Further information: Fossils

Not every transitional form appears in the fossil record, because the fossil record is not complete. Organisms are only rarely preserved as fossils in the best of circumstances, and only a fraction of such fossils have been discovered. Paleontologist Donald Prothero noted that this is illustrated by the fact that the number of species known through the fossil record was less than 5% of the number of known living species, suggesting that the number of species known through fossils must be far less than 1% of all the species that have ever lived.

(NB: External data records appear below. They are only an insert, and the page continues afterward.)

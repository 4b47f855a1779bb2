use chrono::{DateTime, Utc};
use serde::Deserialize;
use ulid::Ulid;

use crate::errors::Error;
use crate::time::flexible_instant;

use super::log::{AdherenceLog, AdherenceStatus};

#[derive(Clone, Debug, Deserialize)]
#[serde(rename_all = "camelCase")]
pub struct LogAdherenceInput {
    pub medication_id: String,
    #[serde(default, deserialize_with = "flexible_instant::deserialize")]
    pub scheduled_time: Option<DateTime<Utc>>,
    pub status: AdherenceStatus,
    #[serde(default, deserialize_with = "flexible_instant::deserialize")]
    pub taken_time: Option<DateTime<Utc>>,
    #[serde(default)]
    pub notes: Option<String>,
}

impl LogAdherenceInput {
    /// Build the log entry for `user_id`. A taken dose without an explicit
    /// taken time is stamped with `now`; any other status drops the taken
    /// time.
    pub fn into_log(self, user_id: &str, now: DateTime<Utc>) -> Result<AdherenceLog, Error> {
        if self.medication_id.trim().is_empty() {
            return Err(Error::validation("medicationId is required"));
        }
        let scheduled_time = self
            .scheduled_time
            .ok_or_else(|| Error::validation("scheduledTime is required"))?;

        let taken_time = match self.status {
            AdherenceStatus::Taken => Some(self.taken_time.unwrap_or(now)),
            AdherenceStatus::Missed | AdherenceStatus::Skipped => None,
        };

        Ok(AdherenceLog {
            id: Ulid::new().to_string(),
            user_id: user_id.to_string(),
            medication_id: self.medication_id,
            scheduled_time,
            taken_time,
            status: self.status,
            notes: self.notes,
            created_at: now,
        })
    }
}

Because of the specialized and rare circumstances required for a biological structure to fossilize, only a very small percentage of all life-forms that have ever existed can be expected to be represented in discoveries, and each discovery represents only a snapshot of the process of evolution. The transition itself can only be illustrated and corroborated by transitional fossils, which will never demonstrate an exact half-way point between clearly divergent forms.

The fossil record is very uneven and, with few exceptions, is heavily slanted toward organisms with hard parts, leaving most groups of soft-bodied organisms with little to no fossil record. The groups considered to have a good fossil record, including a number of transitional fossils between traditional groups, are the vertebrates, the echinoderms, the brachiopods and some groups of arthropods.